_EXERCISE DIRECTIONS_: A copy is needed of each line in the records that has the word "detector".

_DATA FOR THIS TASK_:
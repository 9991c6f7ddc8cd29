use iced_aw::date_picker::Date;
use crate::app::state::DateTarget;

#[derive(Debug, Clone)]
pub enum Message {
    SurnameChanged(String),
    SubjectChanged(String),
    GradeChanged(String),
    DateTextChanged(DateTarget, String),
    SearchTextChanged(String),
    //
    AddPressed,
    DeletePressed,
    ClearPressed,
    SearchPressed,
    DateRangeSearchPressed,
    RowSelected(i64),
    //
    ChooseDate(DateTarget),
    SubmitDate(DateTarget, Date),
    CancelDate,
    //
    DismissDialog,
    ThemeSelected(&'static str),
}
// Copyright 2026 the Sightline Authors
// SPDX-License-Identifier: Apache-2.0 OR MIT

//! Tracing and diagnostics for the viewability pipeline.
//!
//! This module provides a [`TraceSink`] trait with per-event methods that the
//! observers, the impression tracker, and the presentation detector call as
//! they make decisions. All method bodies default to no-ops, so implementing
//! only the events you care about is fine.
//!
//! [`Tracer`] wraps an optional `&mut dyn TraceSink`. When the `trace` feature
//! is **off**, every `Tracer` method compiles to nothing. When **on**, each
//! method performs a single `Option` branch before dispatching.
//!
//! # Crate features
//!
//! - `trace` — enables the `Tracer` method bodies (one branch per call).

use crate::impression::ItemId;
use crate::observer::RecomputeOutcome;
use crate::registry::{Place, TrackedId};
use crate::time::HostTime;

// ---------------------------------------------------------------------------
// Enums
// ---------------------------------------------------------------------------

/// Why an observer stopped.
#[derive(Clone, Copy, Debug, PartialEq, Eq, Hash)]
pub enum StopReason {
    /// The owner called `stop` or `stop_all`.
    Explicit,
    /// The observed layer was destroyed.
    LayerDead,
}

/// What happened on an item's impression tracks.
#[derive(Clone, Copy, Debug, PartialEq)]
pub enum ImpressionEventKind {
    /// The render callback fired.
    Rendered,
    /// A duration timer started; it elapses at `deadline`.
    TimerStarted {
        /// When the timer elapses.
        deadline: HostTime,
    },
    /// A running timer (or outstanding overlay check) was dropped because
    /// visibility fell below the threshold.
    TimerCancelled,
    /// The timer elapsed and an overlay check was handed to the host.
    OverlayCheckRequested,
    /// The overlay check reported coverage; the attempt was discarded.
    OverlayAborted,
    /// The view callback fired with the given visibility.
    Viewed {
        /// Visibility recorded while the timer ran.
        visibility: f64,
    },
}

// ---------------------------------------------------------------------------
// Event structs
// ---------------------------------------------------------------------------

/// Emitted after every debounced observer recomputation.
#[derive(Clone, Copy, Debug, PartialEq)]
pub struct RecomputeEvent {
    /// The observed element.
    pub id: TrackedId,
    /// The element's place.
    pub place: Place,
    /// Host time of the recomputation.
    pub now: HostTime,
    /// What the recomputation did.
    pub outcome: RecomputeOutcome,
}

/// Emitted when an observer stops.
#[derive(Clone, Copy, Debug, PartialEq, Eq)]
pub struct ObserverStoppedEvent {
    /// The observed element.
    pub id: TrackedId,
    /// Host time of the stop.
    pub now: HostTime,
    /// Why it stopped.
    pub reason: StopReason,
}

/// Emitted on each impression state transition.
#[derive(Clone, Copy, Debug, PartialEq)]
pub struct ImpressionEvent {
    /// The logical item.
    pub item: ItemId,
    /// Host time of the transition.
    pub now: HostTime,
    /// The transition.
    pub kind: ImpressionEventKind,
}

/// Emitted for every overlay sample taken by the presentation detector.
#[derive(Clone, Copy, Debug, PartialEq, Eq)]
pub struct OverlayPollEvent {
    /// Host time of the sample.
    pub now: HostTime,
    /// Whether an overlay covered the context.
    pub covered: bool,
    /// Whether this sample was a covered-to-uncovered transition.
    pub dismissed: bool,
}

// ---------------------------------------------------------------------------
// TraceSink trait
// ---------------------------------------------------------------------------

/// Receives trace events from the viewability pipeline.
///
/// All methods have default no-op implementations, so you only need to
/// override the events you care about.
pub trait TraceSink {
    /// Called after an observer recomputation.
    fn on_recompute(&mut self, e: &RecomputeEvent) {
        _ = e;
    }

    /// Called when an observer stops.
    fn on_observer_stopped(&mut self, e: &ObserverStoppedEvent) {
        _ = e;
    }

    /// Called on an impression state transition.
    fn on_impression(&mut self, e: &ImpressionEvent) {
        _ = e;
    }

    /// Called for every overlay sample.
    fn on_overlay_poll(&mut self, e: &OverlayPollEvent) {
        _ = e;
    }
}

// ---------------------------------------------------------------------------
// NoopSink
// ---------------------------------------------------------------------------

/// A [`TraceSink`] that discards all events.
#[derive(Clone, Copy, Debug, Default)]
pub struct NoopSink;

impl TraceSink for NoopSink {}

// ---------------------------------------------------------------------------
// Tracer wrapper
// ---------------------------------------------------------------------------

/// Thin wrapper around an optional [`TraceSink`].
///
/// When the `trace` feature is **off**, every method compiles to nothing. When
/// **on**, each method checks the inner `Option` (one branch) before
/// dispatching to the sink.
pub struct Tracer<'a> {
    #[cfg(feature = "trace")]
    sink: Option<&'a mut dyn TraceSink>,
    #[cfg(not(feature = "trace"))]
    _marker: core::marker::PhantomData<&'a mut dyn TraceSink>,
}

impl core::fmt::Debug for Tracer<'_> {
    fn fmt(&self, f: &mut core::fmt::Formatter<'_>) -> core::fmt::Result {
        f.debug_struct("Tracer").finish_non_exhaustive()
    }
}

impl<'a> Tracer<'a> {
    /// Creates a tracer that dispatches to the given sink.
    #[inline]
    #[must_use]
    pub fn new(sink: &'a mut dyn TraceSink) -> Self {
        #[cfg(feature = "trace")]
        {
            Self { sink: Some(sink) }
        }
        #[cfg(not(feature = "trace"))]
        {
            _ = sink;
            Self {
                _marker: core::marker::PhantomData,
            }
        }
    }

    /// Creates a tracer that discards all events.
    #[inline]
    #[must_use]
    pub fn none() -> Self {
        #[cfg(feature = "trace")]
        {
            Self { sink: None }
        }
        #[cfg(not(feature = "trace"))]
        {
            Self {
                _marker: core::marker::PhantomData,
            }
        }
    }

    /// Emits a [`RecomputeEvent`].
    #[inline]
    pub fn recompute(&mut self, e: &RecomputeEvent) {
        #[cfg(feature = "trace")]
        if let Some(s) = &mut self.sink {
            s.on_recompute(e);
        }
        #[cfg(not(feature = "trace"))]
        {
            _ = e;
        }
    }

    /// Emits an [`ObserverStoppedEvent`].
    #[inline]
    pub fn observer_stopped(&mut self, e: &ObserverStoppedEvent) {
        #[cfg(feature = "trace")]
        if let Some(s) = &mut self.sink {
            s.on_observer_stopped(e);
        }
        #[cfg(not(feature = "trace"))]
        {
            _ = e;
        }
    }

    /// Emits an [`ImpressionEvent`].
    #[inline]
    pub fn impression(&mut self, e: &ImpressionEvent) {
        #[cfg(feature = "trace")]
        if let Some(s) = &mut self.sink {
            s.on_impression(e);
        }
        #[cfg(not(feature = "trace"))]
        {
            _ = e;
        }
    }

    /// Emits an [`OverlayPollEvent`].
    #[inline]
    pub fn overlay_poll(&mut self, e: &OverlayPollEvent) {
        #[cfg(feature = "trace")]
        if let Some(s) = &mut self.sink {
            s.on_overlay_poll(e);
        }
        #[cfg(not(feature = "trace"))]
        {
            _ = e;
        }
    }
}

// ---------------------------------------------------------------------------
// Tests
// ---------------------------------------------------------------------------
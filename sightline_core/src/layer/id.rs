// Copyright 2026 the Sightline Authors
// SPDX-License-Identifier: Apache-2.0 OR MIT

//! Layer identity.

use core::fmt;

/// Sentinel value indicating "no layer" in index fields.
pub const INVALID: u32 = u32::MAX;

/// A handle to a layer in a [`LayerStore`](super::LayerStore).
///
/// Holding a `LayerId` does not keep the layer alive. The generation counter
/// detects a destroyed layer (and a recycled slot), so code that only
/// *observes* a layer checks [`LayerStore::is_alive`](super::LayerStore::is_alive)
/// before every use and treats a dead handle like a detached element.
#[derive(Clone, Copy, PartialEq, Eq, PartialOrd, Ord, Hash)]
pub struct LayerId {
    /// Slot index into the store's arrays.
    pub(crate) idx: u32,
    /// Generation counter; must match the store's generation for this slot.
    pub(crate) generation: u32,
}

impl LayerId {
    /// Returns the raw slot index, as found in
    /// [`FrameChanges`](super::FrameChanges).
    #[inline]
    #[must_use]
    pub const fn index(self) -> u32 {
        self.idx
    }

    /// Returns the generation counter.
    #[inline]
    #[must_use]
    pub const fn generation(self) -> u32 {
        self.generation
    }
}

impl fmt::Debug for LayerId {
    fn fmt(&self, f: &mut fmt::Formatter<'_>) -> fmt::Result {
        write!(f, "LayerId({}@gen{})", self.idx, self.generation)
    }
}
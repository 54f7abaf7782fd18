// Copyright 2026 the Sightline Authors
// SPDX-License-Identifier: Apache-2.0 OR MIT

//! Recording, pretty-printing, and Chrome trace export for sightline
//! diagnostics.
//!
//! This crate provides [`TraceSink`](sightline_core::trace::TraceSink)
//! implementations for development and post-mortem analysis:
//!
//! - [`pretty::PrettyPrintSink`] — human-readable one-line-per-event output.
//! - [`recorder::RecorderSink`] — compact binary recording with
//!   [`recorder::decode`] for playback.
//! - [`chrome::export`] — writes Chrome Trace Event Format JSON from recorded
//!   bytes.

pub mod chrome;
pub mod pretty;
pub mod recorder;
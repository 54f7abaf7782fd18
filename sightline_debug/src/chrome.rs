// Copyright 2026 the Sightline Authors
// SPDX-License-Identifier: Apache-2.0 OR MIT

//! Chrome Trace Event Format exporter.
//!
//! [`export`] reads recorded bytes from a [`RecorderSink`](super::recorder::RecorderSink)
//! and writes [Chrome Trace Event Format][spec] JSON to the given writer.
//!
//! Each impression timer becomes an async slice (`b`/`e` pair keyed by item
//! id) running from the qualifying sample to its cancellation, abort, or
//! view. Overlay samples become a counter track; everything else is an
//! instant event.
//!
//! [spec]: https://docs.google.com/document/d/1CvAClvFfyA5R-PhYUmn5OOQtYMH4h6I0nSsKchNAySU

use std::io::{self, Write};

use serde_json::{Value, json};

use sightline_core::observer::RecomputeOutcome;
use sightline_core::time::HostTime;
use sightline_core::trace::ImpressionEventKind;

use crate::recorder::{RecordedEvent, decode};

/// Exports recorded events as Chrome Trace Event Format JSON.
///
/// The output is a complete JSON array of trace event objects, suitable for
/// loading into `chrome://tracing` or [Perfetto](https://ui.perfetto.dev/).
///
/// Timestamps are converted from nanoseconds to microseconds.
pub fn export(bytes: &[u8], writer: &mut dyn Write) -> io::Result<()> {
    let mut events: Vec<Value> = Vec::new();

    for recorded in decode(bytes) {
        match recorded {
            RecordedEvent::Recompute(e) => {
                let (outcome, frame, visible) = match e.outcome {
                    RecomputeOutcome::Registered { frame, visible } => (
                        "registered",
                        Some([frame.x0, frame.y0, frame.x1, frame.y1]),
                        Some(visible),
                    ),
                    RecomputeOutcome::Unchanged => ("unchanged", None, None),
                    RecomputeOutcome::NotLaidOut => ("not_laid_out", None, None),
                    RecomputeOutcome::Detached => ("detached", None, None),
                };
                events.push(json!({
                    "ph": "i",
                    "name": "Recompute",
                    "cat": "Observer",
                    "ts": us(e.now),
                    "pid": 0,
                    "tid": e.place.0,
                    "s": "t",
                    "args": {
                        "id": e.id.get(),
                        "outcome": outcome,
                        "frame": frame,
                        "visible": visible,
                    }
                }));
            }
            RecordedEvent::ObserverStopped(e) => {
                events.push(json!({
                    "ph": "i",
                    "name": "ObserverStopped",
                    "cat": "Observer",
                    "ts": us(e.now),
                    "pid": 0,
                    "tid": 0,
                    "s": "p",
                    "args": {
                        "id": e.id.get(),
                        "reason": format!("{:?}", e.reason),
                    }
                }));
            }
            RecordedEvent::Impression(e) => {
                let item = e.item.0;
                let ts = us(e.now);
                let event = match e.kind {
                    ImpressionEventKind::Rendered => json!({
                        "ph": "i",
                        "name": "Rendered",
                        "cat": "Impression",
                        "ts": ts,
                        "pid": 1,
                        "tid": 0,
                        "s": "p",
                        "args": { "item": item }
                    }),
                    ImpressionEventKind::TimerStarted { deadline } => json!({
                        "ph": "b",
                        "name": "ViewTimer",
                        "cat": "Impression",
                        "id": item,
                        "ts": ts,
                        "pid": 1,
                        "tid": 0,
                        "args": { "deadline_us": us(deadline) }
                    }),
                    ImpressionEventKind::OverlayCheckRequested => json!({
                        "ph": "n",
                        "name": "OverlayCheck",
                        "cat": "Impression",
                        "id": item,
                        "ts": ts,
                        "pid": 1,
                        "tid": 0,
                    }),
                    ImpressionEventKind::TimerCancelled => timer_end(item, ts, "cancelled", None),
                    ImpressionEventKind::OverlayAborted => timer_end(item, ts, "overlay", None),
                    ImpressionEventKind::Viewed { visibility } => {
                        timer_end(item, ts, "viewed", Some(visibility))
                    }
                };
                events.push(event);
            }
            RecordedEvent::OverlayPoll(e) => {
                events.push(json!({
                    "ph": "C",
                    "name": "Overlay",
                    "cat": "Presentation",
                    "ts": us(e.now),
                    "pid": 2,
                    "tid": 0,
                    "args": { "covered": u8::from(e.covered) }
                }));
                if e.dismissed {
                    events.push(json!({
                        "ph": "i",
                        "name": "Dismissed",
                        "cat": "Presentation",
                        "ts": us(e.now),
                        "pid": 2,
                        "tid": 0,
                        "s": "p",
                    }));
                }
            }
        }
    }

    serde_json::to_writer_pretty(writer, &events)?;
    Ok(())
}

fn timer_end(item: u64, ts: f64, outcome: &str, visibility: Option<f64>) -> Value {
    json!({
        "ph": "e",
        "name": "ViewTimer",
        "cat": "Impression",
        "id": item,
        "ts": ts,
        "pid": 1,
        "tid": 0,
        "args": {
            "outcome": outcome,
            "visibility": visibility,
        }
    })
}

fn us(t: HostTime) -> f64 {
    t.nanos() as f64 / 1000.0
}
// Copyright 2026 the Sightline Authors
// SPDX-License-Identifier: Apache-2.0 OR MIT

//! Dirty-tracking channel constants for the render tree.
//!
//! Every property that can move an element, resize it, or change whether it
//! is seen has its own channel (via [`understory_dirty`]). Draining the
//! channels in [`LayerStore::evaluate`](crate::layer::LayerStore::evaluate)
//! is what produces the geometry and attachment notifications that frame
//! observers react to.
//!
//! - **Propagating** — [`TRANSFORM`] and [`OPACITY`] carry dependency edges
//!   from child to parent and are marked with
//!   [`EagerPolicy`](understory_dirty::EagerPolicy): a moved or faded parent
//!   moves or fades its whole subtree. Hidden-flag and mount changes ride on
//!   [`TRANSFORM`] so one drain pass recomputes world transforms, effective
//!   hidden state, and attachment together.
//! - **Local-only** — [`BOUNDS`] and [`CLIP`] only concern the marked layer.
//! - **Structural** — [`TOPOLOGY`] triggers a traversal-order rebuild.

use understory_dirty::Channel;

/// Transform, hidden flag, or attachment changed.
pub const TRANSFORM: Channel = Channel::new(0);

/// Opacity changed.
pub const OPACITY: Channel = Channel::new(1);

/// Clip shape changed.
pub const CLIP: Channel = Channel::new(2);

/// Local bounds changed.
pub const BOUNDS: Channel = Channel::new(3);

/// Tree topology changed.
pub const TOPOLOGY: Channel = Channel::new(4);
// Copyright 2026 the Sightline Authors
// SPDX-License-Identifier: Apache-2.0 OR MIT

//! Clip shape types for scroll and clip contexts.

use kurbo::Rect;

/// A shape used to clip a layer's content and descendants.
#[derive(Clone, Copy, Debug, PartialEq)]
pub enum ClipShape {
    /// An axis-aligned rectangle.
    Rect(Rect),
    /// A rectangle with rounded corners.
    RoundedRect(kurbo::RoundedRect),
}

impl ClipShape {
    /// Returns the rectangle used for visibility math.
    ///
    /// Rounded corners are ignored; visibility is measured with rectangle
    /// overlap only.
    #[must_use]
    pub fn bounding_rect(&self) -> Rect {
        match self {
            Self::Rect(r) => *r,
            Self::RoundedRect(rr) => rr.rect(),
        }
    }
}
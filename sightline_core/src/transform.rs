// Copyright 2026 the Sightline Authors
// SPDX-License-Identifier: Apache-2.0 OR MIT

//! Column-major 4×4 layer transform and its projection onto the 2-D plane.
//!
//! Layers position themselves with a full 3-D affine transform, but visibility
//! is measured in one flat global coordinate space. [`Transform3d::map_rect`]
//! is the coordinate-conversion primitive: it maps a local rectangle into that
//! space and returns the axis-aligned box around the result.

use core::ops::Mul;

use kurbo::{Point, Rect};

/// A column-major 4×4 affine transform stored as `[[f64; 4]; 4]`.
///
/// Each inner array is one *column* of the matrix.
#[derive(Clone, Copy, Debug, PartialEq)]
pub struct Transform3d {
    /// Four columns, each a 4-element array `[x, y, z, w]`.
    pub cols: [[f64; 4]; 4],
}

impl Transform3d {
    /// The 4×4 identity matrix.
    pub const IDENTITY: Self = Self {
        cols: [
            [1.0, 0.0, 0.0, 0.0],
            [0.0, 1.0, 0.0, 0.0],
            [0.0, 0.0, 1.0, 0.0],
            [0.0, 0.0, 0.0, 1.0],
        ],
    };

    /// Creates a pure translation transform.
    #[inline]
    #[must_use]
    pub const fn from_translation(x: f64, y: f64, z: f64) -> Self {
        Self {
            cols: [
                [1.0, 0.0, 0.0, 0.0],
                [0.0, 1.0, 0.0, 0.0],
                [0.0, 0.0, 1.0, 0.0],
                [x, y, z, 1.0],
            ],
        }
    }

    /// Creates a non-uniform scale transform.
    #[inline]
    #[must_use]
    pub const fn from_scale(sx: f64, sy: f64, sz: f64) -> Self {
        Self {
            cols: [
                [sx, 0.0, 0.0, 0.0],
                [0.0, sy, 0.0, 0.0],
                [0.0, 0.0, sz, 0.0],
                [0.0, 0.0, 0.0, 1.0],
            ],
        }
    }

    /// Returns column `i` (0-based).
    ///
    /// # Panics
    ///
    /// Panics if `i >= 4`.
    #[inline]
    #[must_use]
    pub const fn col(self, i: usize) -> [f64; 4] {
        self.cols[i]
    }

    /// Maps a point on the `z = 0` plane and drops the resulting depth.
    ///
    /// A perspective component (`w != 1`) is divided out. A degenerate
    /// `w == 0` maps to the undivided coordinates.
    #[must_use]
    pub fn map_point(&self, p: Point) -> Point {
        let c = &self.cols;
        let x = c[0][0] * p.x + c[1][0] * p.y + c[3][0];
        let y = c[0][1] * p.x + c[1][1] * p.y + c[3][1];
        let w = c[0][3] * p.x + c[1][3] * p.y + c[3][3];
        if w == 0.0 || w == 1.0 {
            Point::new(x, y)
        } else {
            Point::new(x / w, y / w)
        }
    }

    /// Maps a rectangle and returns the axis-aligned bounding box of its four
    /// transformed corners.
    #[must_use]
    pub fn map_rect(&self, rect: Rect) -> Rect {
        let a = self.map_point(Point::new(rect.x0, rect.y0));
        let b = self.map_point(Point::new(rect.x1, rect.y0));
        let c = self.map_point(Point::new(rect.x0, rect.y1));
        let d = self.map_point(Point::new(rect.x1, rect.y1));
        Rect::from_points(a, d).union_pt(b).union_pt(c)
    }

    /// Is every element of this transform finite?
    #[must_use]
    pub fn is_finite(&self) -> bool {
        self.cols.iter().flatten().all(|v| v.is_finite())
    }
}

impl Default for Transform3d {
    #[inline]
    fn default() -> Self {
        Self::IDENTITY
    }
}

impl Mul for Transform3d {
    type Output = Self;

    #[inline]
    fn mul(self, rhs: Self) -> Self {
        let a = &self.cols;
        let b = &rhs.cols;
        let mut out = [[0.0_f64; 4]; 4];
        for (j, col) in out.iter_mut().enumerate() {
            for (i, cell) in col.iter_mut().enumerate() {
                *cell = a[0][i] * b[j][0] + a[1][i] * b[j][1] + a[2][i] * b[j][2] + a[3][i] * b[j][3];
            }
        }
        Self { cols: out }
    }
}

#[cfg(test)]
mod tests {
    use super::*;

    #[test]
    fn translation_composition() {
        let a = Transform3d::from_translation(1.0, 0.0, 0.0);
        let b = Transform3d::from_translation(0.0, 2.0, 0.0);
        assert_eq!((a * b).col(3), [1.0, 2.0, 0.0, 1.0]);
        assert_eq!(Transform3d::IDENTITY * a, a);
    }

    #[test]
    fn map_rect_translates_and_scales() {
        let t = Transform3d::from_translation(10.0, 20.0, 0.0) * Transform3d::from_scale(2.0, 3.0, 1.0);
        let mapped = t.map_rect(Rect::new(0.0, 0.0, 5.0, 5.0));
        assert_eq!(mapped, Rect::new(10.0, 20.0, 20.0, 35.0));
    }

    #[test]
    fn map_rect_under_rotation_is_bounding_box() {
        // 90 degrees around Z: (x, y) -> (-y, x).
        let r = Transform3d {
            cols: [
                [0.0, 1.0, 0.0, 0.0],
                [-1.0, 0.0, 0.0, 0.0],
                [0.0, 0.0, 1.0, 0.0],
                [0.0, 0.0, 0.0, 1.0],
            ],
        };
        let mapped = r.map_rect(Rect::new(0.0, 0.0, 10.0, 4.0));
        assert_eq!(mapped, Rect::new(-4.0, 0.0, 0.0, 10.0));
    }

    #[test]
    fn perspective_is_divided_out() {
        let mut t = Transform3d::IDENTITY;
        t.cols[3][3] = 2.0;
        assert_eq!(t.map_point(Point::new(4.0, 8.0)), Point::new(2.0, 4.0));
    }

    #[test]
    fn non_finite_detected() {
        let mut t = Transform3d::IDENTITY;
        assert!(t.is_finite());
        t.cols[2][1] = f64::NAN;
        assert!(!t.is_finite());
    }
}
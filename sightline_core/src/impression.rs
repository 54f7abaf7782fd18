// Copyright 2026 the Sightline Authors
// SPDX-License-Identifier: Apache-2.0 OR MIT

//! Render and viewable-impression tracking.
//!
//! One [`ImpressionTracker`] serves every item of one catalog (typically one
//! scroll container). Each item has two independent one-shot tracks:
//!
//! - **Render** fires the first time [`track_render`] sees the item.
//! - **View** fires once the item stayed at or above the visibility threshold
//!   for the full time threshold *and* no overlay covered its context when
//!   the timer elapsed.
//!
//! ```text
//!                  ≥ threshold            timer elapsed          not covered
//!  BelowThreshold ─────────────► Timing ───────────────► Awaiting ─────────► Fired
//!        ▲                          │                       │
//!        └──────── < threshold ─────┴──── < threshold ──────┤
//!        └────────────────────────── covered ───────────────┘
//! ```
//!
//! Dropping below the threshold forfeits all elapsed time. The overlay check
//! is asynchronous: [`advance`] hands out [`OverlayCheck`] tokens and the host
//! answers with [`resolve_overlay_check`]. Answers to checks that were
//! overtaken by a drop or a [`reset`] are ignored.
//!
//! [`track_render`]: ImpressionTracker::track_render
//! [`advance`]: ImpressionTracker::advance
//! [`resolve_overlay_check`]: ImpressionTracker::resolve_overlay_check
//! [`reset`]: ImpressionTracker::reset

use alloc::collections::BTreeMap;
use alloc::vec::Vec;
use core::fmt;

use kurbo::Rect;

use crate::deadline::DeadlineQueue;
use crate::time::{Duration, HostTime};
use crate::trace::{ImpressionEvent, ImpressionEventKind, Tracer};
use crate::visibility::VisibilityStrategy;

/// Identity of a logical item (an ad slot, a feed row).
///
/// Distinct from [`TrackedId`](crate::registry::TrackedId): an item may be
/// drawn by different layers over its lifetime.
#[derive(Clone, Copy, PartialEq, Eq, PartialOrd, Ord, Hash)]
pub struct ItemId(pub u64);

impl fmt::Debug for ItemId {
    fn fmt(&self, f: &mut fmt::Formatter<'_>) -> fmt::Result {
        write!(f, "ItemId({})", self.0)
    }
}

/// Impression thresholds.
#[derive(Clone, Copy, Debug, PartialEq)]
pub struct ImpressionConfig {
    /// Minimum visible fraction, inclusive.
    pub visibility_threshold: f64,
    /// How long the item must stay at or above the threshold.
    pub time_threshold: Duration,
}

impl Default for ImpressionConfig {
    fn default() -> Self {
        Self {
            visibility_threshold: 0.5,
            time_threshold: Duration::from_secs(1),
        }
    }
}

/// Receives impression callbacks.
pub trait ImpressionHandler {
    /// The item was rendered for the first time.
    fn on_render(&mut self, item: ItemId) {
        _ = item;
    }

    /// The item earned its viewable impression.
    fn on_view(&mut self, item: ItemId, visibility: f64) {
        _ = (item, visibility);
    }
}

/// Answers "is this item's context covered by an overlay right now".
pub trait OverlayProbe {
    /// Returns whether an overlay covers `item`'s context.
    fn covers(&mut self, item: ItemId) -> bool;
}

impl<F: FnMut(ItemId) -> bool> OverlayProbe for F {
    fn covers(&mut self, item: ItemId) -> bool {
        self(item)
    }
}

/// An outstanding overlay check, returned by
/// [`ImpressionTracker::advance`].
#[derive(Clone, Copy, Debug, PartialEq, Eq)]
pub struct OverlayCheck {
    item: ItemId,
    token: u64,
}

impl OverlayCheck {
    /// The item whose timer elapsed.
    #[must_use]
    pub fn item(&self) -> ItemId {
        self.item
    }
}

/// Where an item is on its view track.
#[derive(Clone, Copy, Debug, PartialEq, Eq)]
pub enum ViewPhase {
    /// Not qualifying, no timer.
    BelowThreshold,
    /// Qualifying; the timer elapses at `deadline`.
    Timing {
        /// When the timer elapses.
        deadline: HostTime,
    },
    /// The timer elapsed and an overlay check is outstanding.
    AwaitingOverlay {
        /// Token of the outstanding check.
        token: u64,
    },
    /// The view impression fired. Terminal.
    Fired,
}

/// Per-item impression state.
#[derive(Clone, Copy, Debug, PartialEq)]
pub struct ImpressionState {
    render_fired: bool,
    phase: ViewPhase,
    last_visibility_during_timer: Option<f64>,
    fired_visibility: Option<f64>,
}

impl Default for ImpressionState {
    fn default() -> Self {
        Self {
            render_fired: false,
            phase: ViewPhase::BelowThreshold,
            last_visibility_during_timer: None,
            fired_visibility: None,
        }
    }
}

impl ImpressionState {
    /// Whether the render callback fired.
    #[must_use]
    pub fn render_fired(&self) -> bool {
        self.render_fired
    }

    /// Whether the view callback fired.
    #[must_use]
    pub fn view_fired(&self) -> bool {
        self.phase == ViewPhase::Fired
    }

    /// Whether a timer or overlay check is outstanding.
    #[must_use]
    pub fn timer_active(&self) -> bool {
        matches!(
            self.phase,
            ViewPhase::Timing { .. } | ViewPhase::AwaitingOverlay { .. }
        )
    }

    /// The view-track phase.
    #[must_use]
    pub fn phase(&self) -> ViewPhase {
        self.phase
    }

    /// The latest qualifying visibility since the timer started.
    #[must_use]
    pub fn last_visibility_during_timer(&self) -> Option<f64> {
        self.last_visibility_during_timer
    }

    /// The visibility reported with the view callback.
    #[must_use]
    pub fn fired_visibility(&self) -> Option<f64> {
        self.fired_visibility
    }
}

_RESULT OF THIS EXERCISE_:
//! observers, the impression tracker, and the presentation detector call as
/// Emitted for every overlay sample taken by the presentation detector.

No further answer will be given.